There’s no question that contracts and agreements are a part of every business. So, it’s impossible to avoid them for more than one year. This means that you need to look at other solutions like contract automation.
One of the things that you may not know about contracts and agreements is that they can be inefficient in terms of delaying valuable projects, delivering poor customer experiences, getting revenue delays, and even adding costs related to printing, mailing, and faxing.
4 Benefits Of Contract Automation:
Faster Time To Revenue:
One of the main benefits of using contact automation is the fact that it will be faster to get your revenues.
Overall speaking, a delayed sales contract equals delayed revenue. On the other hand, when you automate contract workflows, you can simply decrease the time spent from weeks to minutes. This means getting your revenue a lot faster.
If you’re not yet convinced, just acknowledge that too complicated processes may lead to abandonment. And this is certainly something you want to avoid.
When you use automated contracts, it will be easier and faster to prepare contracts, agree on terms and execute when all parties can access a contract from anywhere, on nearly any device. In addition, your legal teams are more productive, your sales teams are freed up to prospect, upsell and cross-sell; and no one is tied up for hours doing yesterday’s work of printing out marked-up copies or faxing.

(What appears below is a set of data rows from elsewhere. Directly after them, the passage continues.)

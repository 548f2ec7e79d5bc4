//! Date-range chunking under a per-request size limit.
//!
//! Upstream APIs cap how many records one request may return. The planner
//! estimates a range's size in abstract units (bars of a timeframe, or fixed
//! windows for ticks) and splits it into contiguous half-open windows that
//! stay below the cap.

use chrono::Duration;
use thiserror::Error;

use crate::domain::{DateRange, Timeframe};

/// Fraction of the cap actually requested per window.
pub const DEFAULT_SAFETY_MARGIN: f64 = 0.9;

#[derive(Debug, Error, PartialEq)]
pub enum ChunkError {
    #[error("chunk unit must be positive, got {0}")]
    NonPositiveUnit(Duration),

    #[error("max units per request must be at least 1")]
    ZeroMaxUnits,

    #[error("safety margin must be in (0, 1], got {0}")]
    InvalidMargin(f64),

    #[error("window of {0} hours is out of range")]
    WindowOutOfRange(u64),
}

/// How a range is split into requests.
#[derive(Debug, Clone, Copy, PartialEq)]
pub struct ChunkPolicy {
    max_units: u64,
    unit: Duration,
    safety_margin: f64,
    /// Cut windows even when the estimate fits under the cap.
    always_split: bool,
}

impl ChunkPolicy {
    /// Cap requests at `max_units` units of length `unit`, with the default margin.
    pub fn new(max_units: u64, unit: Duration) -> Result<Self, ChunkError> {
        if unit <= Duration::zero() {
            return Err(ChunkError::NonPositiveUnit(unit));
        }
        if max_units == 0 {
            return Err(ChunkError::ZeroMaxUnits);
        }
        Ok(Self {
            max_units,
            unit,
            safety_margin: DEFAULT_SAFETY_MARGIN,
            always_split: false,
        })
    }

    /// Cap requests at `max_bars` bars of `timeframe`.
    pub fn bars(timeframe: Timeframe, max_bars: u64) -> Result<Self, ChunkError> {
        Self::new(max_bars, timeframe.duration())
    }

    /// One request per `window` of wall-clock time.
    ///
    /// Any range longer than `window` is split, including ranges shorter
    /// than two windows.
    pub fn ticks(window: Duration) -> Result<Self, ChunkError> {
        let mut policy = Self::new(1, window)?.exact();
        policy.always_split = true;
        Ok(policy)
    }

    pub fn with_safety_margin(mut self, margin: f64) -> Result<Self, ChunkError> {
        if !(margin > 0.0 && margin <= 1.0) {
            return Err(ChunkError::InvalidMargin(margin));
        }
        self.safety_margin = margin;
        Ok(self)
    }

    /// Use the full cap per window (margin 1.0).
    fn exact(mut self) -> Self {
        self.safety_margin = 1.0;
        self
    }

    pub fn max_units(&self) -> u64 {
        self.max_units
    }

    pub fn unit(&self) -> Duration {
        self.unit
    }

    pub fn safety_margin(&self) -> f64 {
        self.safety_margin
    }

    /// Estimated number of whole units in `range`.
    pub fn estimate(&self, range: &DateRange) -> u64 {
        let unit_ms = self.unit.num_milliseconds().max(1);
        (range.duration().num_milliseconds() / unit_ms) as u64
    }

    /// Window length used once a range has to be split.
    pub fn window(&self) -> Duration {
        let units = ((self.max_units as f64) * self.safety_margin).floor().max(1.0);
        let ms = (units * self.unit.num_milliseconds() as f64).min(i64::MAX as f64);
        Duration::milliseconds(ms as i64)
    }

    /// Split `range` into ordered, contiguous sub-ranges.
    ///
    /// Returns the range unchanged when it is empty or its estimate fits
    /// under the cap (unless the policy always splits). Otherwise each window
    /// is `[cur, min(cur + window, end))` and the next window starts exactly
    /// where the previous one ended.
    pub fn plan(&self, range: &DateRange) -> Vec<DateRange> {
        if range.is_empty() || (!self.always_split && self.estimate(range) <= self.max_units) {
            return vec![*range];
        }

        let window = self.window();
        let end = range.end();
        let mut chunks = Vec::new();
        let mut current = range.start();

        while current < end {
            let chunk_end = current
                .checked_add_signed(window)
                .map_or(end, |t| t.min(end));
            // current < chunk_end <= end, so construction cannot fail
            if let Ok(chunk) = DateRange::new(current, chunk_end) {
                chunks.push(chunk);
            }
            current = chunk_end;
        }

        chunks
    }
}

#[cfg(test)]
mod tests {
    use super::*;
    use chrono::{DateTime, TimeZone, Utc};

    fn utc(y: i32, m: u32, d: u32) -> DateTime<Utc> {
        Utc.with_ymd_and_hms(y, m, d, 0, 0, 0).unwrap()
    }

    fn range(a: DateTime<Utc>, b: DateTime<Utc>) -> DateRange {
        DateRange::new(a, b).unwrap()
    }

    #[test]
    fn small_range_is_single_chunk() {
        let policy = ChunkPolicy::bars(Timeframe::M1, 100_000).unwrap();
        let r = range(utc(2024, 1, 1), utc(2024, 1, 10));
        assert_eq!(policy.plan(&r), vec![r]);
    }

    #[test]
    fn ten_day_range_in_three_day_windows() {
        let policy = ChunkPolicy::new(3, Duration::days(1))
            .unwrap()
            .with_safety_margin(1.0)
            .unwrap();
        let chunks = policy.plan(&range(utc(2024, 1, 1), utc(2024, 1, 10)));
        assert_eq!(
            chunks,
            vec![
                range(utc(2024, 1, 1), utc(2024, 1, 4)),
                range(utc(2024, 1, 4), utc(2024, 1, 7)),
                range(utc(2024, 1, 7), utc(2024, 1, 10)),
            ]
        );
    }

    #[test]
    fn final_chunk_is_clipped() {
        let policy = ChunkPolicy::new(4, Duration::days(1))
            .unwrap()
            .with_safety_margin(1.0)
            .unwrap();
        let chunks = policy.plan(&range(utc(2024, 1, 1), utc(2024, 1, 10)));
        assert_eq!(chunks.len(), 3);
        assert_eq!(chunks[2], range(utc(2024, 1, 9), utc(2024, 1, 10)));
    }

    #[test]
    fn default_margin_shrinks_window() {
        // 100_000 one-minute bars at 90% -> 90_000 minute windows (62.5 days)
        let policy = ChunkPolicy::bars(Timeframe::M1, 100_000).unwrap();
        assert_eq!(policy.window(), Duration::minutes(90_000));

        let r = range(utc(2024, 1, 1), utc(2024, 7, 1));
        let chunks = policy.plan(&r);
        assert_eq!(chunks.len(), 3);
        assert_eq!(chunks[0].duration(), Duration::minutes(90_000));
        assert_eq!(chunks.last().unwrap().end(), r.end());
    }

    #[test]
    fn tiny_cap_still_advances() {
        // floor(1 * 0.9) would be 0 units; the window never drops below one unit
        let policy = ChunkPolicy::new(1, Duration::hours(1)).unwrap();
        assert_eq!(policy.window(), Duration::hours(1));
        let chunks = policy.plan(&range(utc(2024, 1, 1), utc(2024, 1, 2)));
        assert_eq!(chunks.len(), 24);
    }

    #[test]
    fn tick_policy_uses_whole_windows() {
        let policy = ChunkPolicy::ticks(Duration::days(1)).unwrap();
        let chunks = policy.plan(&range(utc(2024, 1, 1), utc(2024, 1, 4)));
        assert_eq!(chunks.len(), 3);
        assert!(chunks.iter().all(|c| c.duration() == Duration::days(1)));
    }

    #[test]
    fn tick_policy_splits_ranges_under_two_windows() {
        let policy = ChunkPolicy::ticks(Duration::days(1)).unwrap();
        let start = utc(2024, 1, 2);
        let chunks = policy.plan(&range(start, start + Duration::hours(36)));
        assert_eq!(
            chunks,
            vec![
                range(start, utc(2024, 1, 3)),
                range(utc(2024, 1, 3), start + Duration::hours(36)),
            ]
        );
    }

    #[test]
    fn tick_policy_keeps_short_range_whole() {
        let policy = ChunkPolicy::ticks(Duration::days(1)).unwrap();
        let r = range(utc(2024, 1, 2), utc(2024, 1, 2) + Duration::hours(6));
        assert_eq!(policy.plan(&r), vec![r]);
    }

    #[test]
    fn empty_range_yields_itself() {
        let policy = ChunkPolicy::ticks(Duration::days(1)).unwrap();
        let r = range(utc(2024, 1, 1), utc(2024, 1, 1));
        assert_eq!(policy.plan(&r), vec![r]);
    }

    #[test]
    fn rejects_bad_parameters() {
        assert_eq!(
            ChunkPolicy::new(0, Duration::minutes(1)),
            Err(ChunkError::ZeroMaxUnits)
        );
        assert!(matches!(
            ChunkPolicy::new(10, Duration::zero()),
            Err(ChunkError::NonPositiveUnit(_))
        ));
        let p = ChunkPolicy::new(10, Duration::minutes(1)).unwrap();
        assert!(p.with_safety_margin(0.0).is_err());
        assert!(p.with_safety_margin(1.5).is_err());
        assert!(p.with_safety_margin(f64::NAN).is_err());
    }
}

Get An Improved Contract Value:
While you may be thinking about increased sales, marketing, or manufacturing productivity, you need to also think about the value that you can drive from your contracts.

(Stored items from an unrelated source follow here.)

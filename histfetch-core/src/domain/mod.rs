//! Domain types: ticks, bars, timeframes, and date ranges.

pub mod bar;
pub mod range;
pub mod tick;
pub mod time_format;
pub mod timeframe;

pub use bar::Bar;
pub use range::{DateRange, RangeError};
pub use tick::Tick;
pub use timeframe::Timeframe;

/// A market record that can be ordered on a single timeline.
///
/// Both pipelines sort, clip, and deduplicate through this trait.
pub trait Timestamped {
    /// Record timestamp.
    fn timestamp(&self) -> chrono::DateTime<chrono::Utc>;

    /// Sort key with the finest resolution the record carries.
    fn sort_key(&self) -> i64 {
        self.timestamp().timestamp_millis()
    }
}
//! Bar — an aggregated OHLC candle.

use chrono::{DateTime, Utc};
use serde::{Deserialize, Serialize};

use super::Timestamped;

/// OHLC candle for a single symbol, keyed by the bar's open time.
#[derive(Debug, Clone, PartialEq, Serialize, Deserialize)]
pub struct Bar {
    #[serde(with = "super::time_format")]
    pub time: DateTime<Utc>,
    pub open: f64,
    pub high: f64,
    pub low: f64,
    pub close: f64,
    pub tick_volume: u64,
    pub spread: i32,
    pub real_volume: u64,
}

impl Bar {
    /// Returns true if any OHLC field is NaN.
    pub fn is_void(&self) -> bool {
        self.open.is_nan() || self.high.is_nan() || self.low.is_nan() || self.close.is_nan()
    }

    /// Basic OHLC sanity check: high >= low, high >= open, high >= close, etc.
    pub fn is_sane(&self) -> bool {
        if self.is_void() {
            return false;
        }
        self.high >= self.low
            && self.high >= self.open
            && self.high >= self.close
            && self.low <= self.open
            && self.low <= self.close
            && self.open > 0.0
            && self.close > 0.0
    }
}

impl Timestamped for Bar {
    fn timestamp(&self) -> DateTime<Utc> {
        self.time
    }
}
//! Bar timeframes.

use chrono::Duration;
use serde::{Deserialize, Serialize};
use std::fmt;
use std::str::FromStr;

/// Candle timeframe.
///
/// `MN1` has no fixed length; it is planned as 30 days, which only affects
/// how many months fit in one request.
#[derive(Debug, Clone, Copy, PartialEq, Eq, Hash, Serialize, Deserialize)]
#[serde(rename_all = "UPPERCASE")]
pub enum Timeframe {
    M1,
    M5,
    M15,
    M30,
    H1,
    H4,
    D1,
    W1,
    MN1,
}

impl Timeframe {
    pub const ALL: [Timeframe; 9] = [
        Timeframe::M1,
        Timeframe::M5,
        Timeframe::M15,
        Timeframe::M30,
        Timeframe::H1,
        Timeframe::H4,
        Timeframe::D1,
        Timeframe::W1,
        Timeframe::MN1,
    ];

    /// Length of one bar in minutes.
    pub fn minutes(self) -> i64 {
        match self {
            Timeframe::M1 => 1,
            Timeframe::M5 => 5,
            Timeframe::M15 => 15,
            Timeframe::M30 => 30,
            Timeframe::H1 => 60,
            Timeframe::H4 => 240,
            Timeframe::D1 => 1440,
            Timeframe::W1 => 10_080,
            Timeframe::MN1 => 43_200,
        }
    }

    /// Length of one bar.
    pub fn duration(self) -> Duration {
        Duration::minutes(self.minutes())
    }

    pub fn label(self) -> &'static str {
        match self {
            Timeframe::M1 => "M1",
            Timeframe::M5 => "M5",
            Timeframe::M15 => "M15",
            Timeframe::M30 => "M30",
            Timeframe::H1 => "H1",
            Timeframe::H4 => "H4",
            Timeframe::D1 => "D1",
            Timeframe::W1 => "W1",
            Timeframe::MN1 => "MN1",
        }
    }
}

impl fmt::Display for Timeframe {
    fn fmt(&self, f: &mut fmt::Formatter<'_>) -> fmt::Result {
        f.write_str(self.label())
    }
}

impl FromStr for Timeframe {
    type Err = String;

    fn from_str(s: &str) -> Result<Self, Self::Err> {
        let upper = s.trim().to_ascii_uppercase();
        Timeframe::ALL
            .into_iter()
            .find(|tf| tf.label() == upper)
            .ok_or_else(|| {
                format!("unknown timeframe '{s}'. Valid: M1, M5, M15, M30, H1, H4, D1, W1, MN1")
            })
    }
}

The reality is that automated contracts eliminate lapses in renewals, create uniformity in pricing, terms, and performance specifications, and call attention to upcoming expiration dates. This means you’ll get more value from every contract your teams execute.
Ultimately, when your business doesn’t have a contract, you are left with contract leakage. Over time, the lost value impacts profitability.
Greater Compliance:
According to a 2017 survey of businesses, the average annual cost of compliance was around $3 trillion, while the average cost of non-compliance was almost three times higher, at $5.7 trillion by 2030
However, when you decide to use contract automation, you’ll be able to create templates and standard clauses that not only save you a lot of time as well as they prevent compliance errors.
When you fall out of compliance risk, you’ll start experiencing delays, cancellations, damaged reputations, and reduced investor confidence.
It’s also important to keep in mind that contract lifecycle management can alert you to required changes, avoiding expensive fines and penalties.
When weighing the cost and benefits, it’s clear that you need everything in your power to contractually support your compliance efforts. This means you need contract automation.
Better Customer Experience:
The experience a business provides is as important as its products or services for most consumers. So, it’s not a big surprise that more and more businesses are investing heavily in their sales teams and processes. However, this isn’t enough since they are still failing at the contract stage.
Overall speaking, automated contracts quickly and effortlessly push customers past the finish line.